I know it is disappointing, but just relax and drive the course cleanly the next time.

Don't worry about the turns, but do think ahead of time about how you're going to negotiate them before you start the drive. In fact, work through them in your mind many times between now and when they give you the second chance.

They take you on a course that has a tight turn or to purposefully so that they can be sure you know how to get around without busting tires, wheels, telephone poles, street signs, etc.

But you can do it! Just remember to ease your tractor to the left as you approach the intersection, drive well out past the corner, and then swing right making sure you keep the tandems close to the curb without hitting it. You can find plenty of videos showing how to execute a buttonhook. Don't do what I did my first road test and drive too far out such that you then can't clear the oncoming traffic lane....that isn't good either!

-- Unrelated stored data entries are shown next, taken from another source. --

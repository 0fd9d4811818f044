//! Observer port - abstraction for training and walk observation
//!
//! This port defines the interface for observing trainer and walker events,
//! allowing composable data collection without coupling the algorithms to
//! specific output formats or metrics.

use crate::{
    Result,
    maze::State,
    q_learning::{EpisodeOutcome, LearningPhase},
};

/// Observer trait for monitoring training and greedy walks
///
/// Observers can be composed to collect different types of data during a run.
/// Examples include:
/// - Progress bars for user feedback
/// - JSONL export for analysis
/// - Metrics tracking for evaluation
/// - Per-step visualization hooks for host renderers
///
/// # Design Philosophy
///
/// This trait represents a **port** in hexagonal architecture - a boundary
/// between the learning algorithms and external observation mechanisms.
/// Different observation strategies are **adapters** that implement this port.
/// Observers never influence the algorithms: the learned Q-table is identical
/// with or without them.
///
/// # Event Sequence
///
/// The observer methods are called in the following order:
/// 1. `on_training_start(total_epochs)` - Once at the beginning
/// 2. For each episode:
///    - `on_episode_start(epoch, start)`
///    - `on_state_visited(Exploring, state)` - Once per simulated step
///    - `on_episode_end(epoch, outcome)`
/// 3. `on_training_end()` - Once at the end of training
/// 4. For each greedy walk (after training):
///    - `on_walk_start(start)`
///    - `on_state_visited(Converged, state)` - Once per greedy step
///    - `on_walk_end(path)`
///
/// # Examples
///
/// ```no_run
/// use qmaze::{
///     ports::Observer,
///     q_learning::EpisodeOutcome,
/// };
///
/// struct CustomObserver {
///     episode_count: usize,
/// }
///
/// impl Observer for CustomObserver {
///     fn on_episode_end(
///         &mut self,
///         _epoch: usize,
///         _outcome: EpisodeOutcome,
///     ) -> qmaze::Result<()> {
///         self.episode_count += 1;
///         Ok(())
///     }
/// }
/// ```
pub trait Observer: Send {
    /// Called when training starts.
    ///
    /// This is the first method called in the observation lifecycle.
    ///
    /// # Parameters
    ///
    /// * `total_epochs` - Total number of episodes that will be run
    ///
    /// # Default Implementation
    ///
    /// Does nothing. Override to initialize observation state.
    fn on_training_start(&mut self, _total_epochs: usize) -> Result<()> {
        Ok(())
    }

    /// Called when a training episode starts.
    ///
    /// # Parameters
    ///
    /// * `epoch` - Index of the episode (0-based)
    /// * `start` - Randomly drawn start state of the episode
    ///
    /// # Default Implementation
    ///
    /// Does nothing. Override to reset per-episode state.
    fn on_episode_start(&mut self, _epoch: usize, _start: State) -> Result<()> {
        Ok(())
    }

    /// Called once per simulated step with the state just entered.
    ///
    /// Fires during training (after every exploratory transition) and during
    /// greedy walks (after every greedy hop). The phase distinguishes the two.
    /// This is the hook a host renderer uses to highlight visited states.
    ///
    /// # Parameters
    ///
    /// * `phase` - `Exploring` during training, `Converged` during walks
    /// * `state` - The state that was just entered
    ///
    /// # Default Implementation
    ///
    /// Does nothing. Override to observe individual steps.
    fn on_state_visited(&mut self, _phase: LearningPhase, _state: State) -> Result<()> {
        Ok(())
    }

    /// Called when a training episode ends.
    ///
    /// # Parameters
    ///
    /// * `epoch` - Index of the completed episode
    /// * `outcome` - Why the episode stopped
    ///
    /// # Default Implementation
    ///
    /// Does nothing. Override to record episode outcomes.
    fn on_episode_end(&mut self, _epoch: usize, _outcome: EpisodeOutcome) -> Result<()> {
        Ok(())
    }

    /// Called when training completes.
    ///
    /// This is the last training method called in the observation lifecycle.
    /// Use this to finalize outputs, close files, or display summaries.
    ///
    /// # Default Implementation
    ///
    /// Does nothing. Override to perform cleanup or final reporting.
    fn on_training_end(&mut self) -> Result<()> {
        Ok(())
    }

    /// Called when a greedy walk starts.
    ///
    /// # Parameters
    ///
    /// * `start` - The state the walk begins from
    ///
    /// # Default Implementation
    ///
    /// Does nothing. Override to initialize per-walk state.
    fn on_walk_start(&mut self, _start: State) -> Result<()> {
        Ok(())
    }

    /// Called when a greedy walk completes successfully.
    ///
    /// Not called when the walk aborts with a divergence error; the partial
    /// path travels inside the error instead.
    ///
    /// # Parameters
    ///
    /// * `path` - The full path, starting state included
    ///
    /// # Default Implementation
    ///
    /// Does nothing. Override to record walk results.
    fn on_walk_end(&mut self, _path: &[State]) -> Result<()> {
        Ok(())
    }
}
//! Episode-based Q-learning trainer

use rand::Rng;

use crate::{
    Result,
    ports::Observer,
    q_learning::{EpisodeOutcome, LearningPhase, QTable},
};

use super::context::TrainingContext;

/// Runs the configured number of training episodes over a maze
///
/// Each episode is a random walk from a uniformly drawn start state; every
/// transition applies the blended Q-update. The trainer is the only consumer
/// of the context's random source, and it flips the context to
/// [`LearningPhase::Converged`] once the full episode budget has been spent.
#[derive(Default)]
pub struct Trainer {
    observers: Vec<Box<dyn Observer>>,
}

impl Trainer {
    /// Create a new trainer with no observers
    pub fn new() -> Self {
        Self::default()
    }

    /// Add an observer to the trainer
    pub fn with_observer(mut self, observer: Box<dyn Observer>) -> Self {
        self.observers.push(observer);
        self
    }

    /// Run all training episodes and return the learned Q-table
    ///
    /// # Errors
    ///
    /// Only observer failures surface as errors. Degenerate episodes (dead
    /// ends, trap hits) are expected and simply end the episode early.
    pub fn train(&mut self, context: &mut TrainingContext) -> Result<QTable> {
        let mut table = QTable::new(context.graph.n_states());

        // Notify observers of training start
        for observer in &mut self.observers {
            observer.on_training_start(context.max_epochs)?;
        }

        for epoch in 0..context.max_epochs {
            let outcome = self.run_episode(context, &mut table, epoch)?;

            // Notify observers of episode end
            for observer in &mut self.observers {
                observer.on_episode_end(epoch, outcome)?;
            }
        }

        // Notify observers of training end
        for observer in &mut self.observers {
            observer.on_training_end()?;
        }

        context.phase = LearningPhase::Converged;

        Ok(table)
    }

    fn run_episode(
        &mut self,
        context: &mut TrainingContext,
        table: &mut QTable,
        epoch: usize,
    ) -> Result<EpisodeOutcome> {
        let start = context.rng.random_range(0..context.graph.n_states());

        // Notify observers of episode start
        for observer in &mut self.observers {
            observer.on_episode_start(epoch, start)?;
        }

        let mut state = start;
        let mut steps = 0;

        // An episode always attempts at least one transition, even when the
        // start is already the goal. Termination is checked after the update,
        // with the step cap last so a goal hit on the final step still counts.
        loop {
            let neighbors = context.graph.neighbors(state);
            if neighbors.is_empty() {
                return Ok(EpisodeOutcome::DeadEnd);
            }

            let next = neighbors[context.rng.random_range(0..neighbors.len())];
            let reward = context.rewards.reward_of(next);

            // Future value is read before the write so a self-loop update
            // sees the pre-update cell.
            let max_next_q = table.max_over(next, context.graph.neighbors(next));
            table.blend(
                state,
                next,
                context.learning_rate,
                reward + context.discount_rate * max_next_q,
            );
            steps += 1;

            for observer in &mut self.observers {
                observer.on_state_visited(LearningPhase::Exploring, next)?;
            }

            if next == context.graph.goal() {
                return Ok(EpisodeOutcome::ReachedGoal);
            }
            if reward < context.abort_threshold {
                return Ok(EpisodeOutcome::TrapAborted);
            }
            if steps >= context.step_cap {
                return Ok(EpisodeOutcome::StepCapped);
            }

            state = next;
        }
    }
}

#[cfg(test)]
mod tests {
    use super::*;
    use crate::pipeline::ContextBuilder;

    #[test]
    fn test_training_populates_table() {
        let mut context = ContextBuilder::reference()
            .unwrap()
            .seed(42)
            .build()
            .unwrap();

        let table = Trainer::new().train(&mut context).unwrap();

        assert_eq!(context.phase(), LearningPhase::Converged);
        let nonzero = (0..table.n_states())
            .flat_map(|from| table.row(from).to_vec())
            .filter(|&q| q != 0.0)
            .count();
        assert!(nonzero > 0, "training should write at least one Q-value");
    }

    #[test]
    fn test_training_stays_inside_edges() {
        let mut context = ContextBuilder::reference()
            .unwrap()
            .seed(7)
            .build()
            .unwrap();

        let table = Trainer::new().train(&mut context).unwrap();

        for from in 0..table.n_states() {
            for (to, &q) in table.row(from).iter().enumerate() {
                if q != 0.0 {
                    assert!(
                        context.graph().has_edge(from, to),
                        "Q[{from}][{to}] = {q} written for a non-edge"
                    );
                }
            }
        }
    }
}
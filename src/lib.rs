//! Tabular Q-learning over a fixed maze graph
//!
//! This crate provides:
//! - A directed maze environment with per-state rewards and a goal marker
//! - A tabular Q-learning trainer with pluggable observers
//! - A greedy policy walker with cycle detection
//! - CSV export and JSONL observation recording for offline analysis

pub mod cli;
pub mod error;
pub mod export;
pub mod maze;
pub mod pipeline;
pub mod ports;
pub mod q_learning;

pub use error::{Error, Result};
pub use maze::{MazeGraph, RewardModel, State};
pub use pipeline::{ContextBuilder, Trainer, TrainingContext, Walker};
pub use ports::Observer;
pub use q_learning::{EpisodeOutcome, LearningPhase, QTable};
//! Episode vocabulary: learning phases and terminal outcomes

use std::fmt;

use serde::{Deserialize, Serialize};

/// Phase of a trainer's life cycle
///
/// A trainer starts out exploring and flips to converged exactly once, after
/// the full episode budget has been spent. Greedy walks are only permitted in
/// the converged phase.
#[derive(Debug, Clone, Copy, PartialEq, Eq, Hash, Default, Serialize, Deserialize)]
pub enum LearningPhase {
    /// Q-values are still being updated
    #[default]
    Exploring,
    /// Training finished; the table is frozen for greedy walks
    Converged,
}

/// Why a training episode stopped
#[derive(Debug, Clone, Copy, PartialEq, Eq, Hash, Serialize, Deserialize)]
pub enum EpisodeOutcome {
    /// The random walk entered the goal state
    ReachedGoal,
    /// A transition collected a reward below the abort threshold
    TrapAborted,
    /// The walk reached a state with no outgoing edges
    DeadEnd,
    /// The per-episode step cap ran out before any terminal condition
    StepCapped,
}

impl fmt::Display for LearningPhase {
    fn fmt(&self, f: &mut fmt::Formatter<'_>) -> fmt::Result {
        let label = match self {
            LearningPhase::Exploring => "exploring",
            LearningPhase::Converged => "converged",
        };
        f.write_str(label)
    }
}

impl fmt::Display for EpisodeOutcome {
    fn fmt(&self, f: &mut fmt::Formatter<'_>) -> fmt::Result {
        let label = match self {
            EpisodeOutcome::ReachedGoal => "reached-goal",
            EpisodeOutcome::TrapAborted => "trap-aborted",
            EpisodeOutcome::DeadEnd => "dead-end",
            EpisodeOutcome::StepCapped => "step-capped",
        };
        f.write_str(label)
    }
}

I was almost done the road course and I hit a curb on the way back. ☹️ God! After all of the crap I've been giving myself over maneuvers, I passed that and thought if I get on the road I'm good. Silly me. Schneider is probably pulling out their hair over me.

Tandems:

Tandem Axles

A set of axles spaced close together, legally defined as more than 40 and less than 96 inches apart by the USDOT. Drivers tend to refer to the tandem axles on their trailer as just "tandems". You might hear a driver say, "I'm 400 pounds overweight on my tandems", referring to his trailer tandems, not his tractor tandems. Tractor tandems are generally just referred to as "drives" which is short for "drive axles".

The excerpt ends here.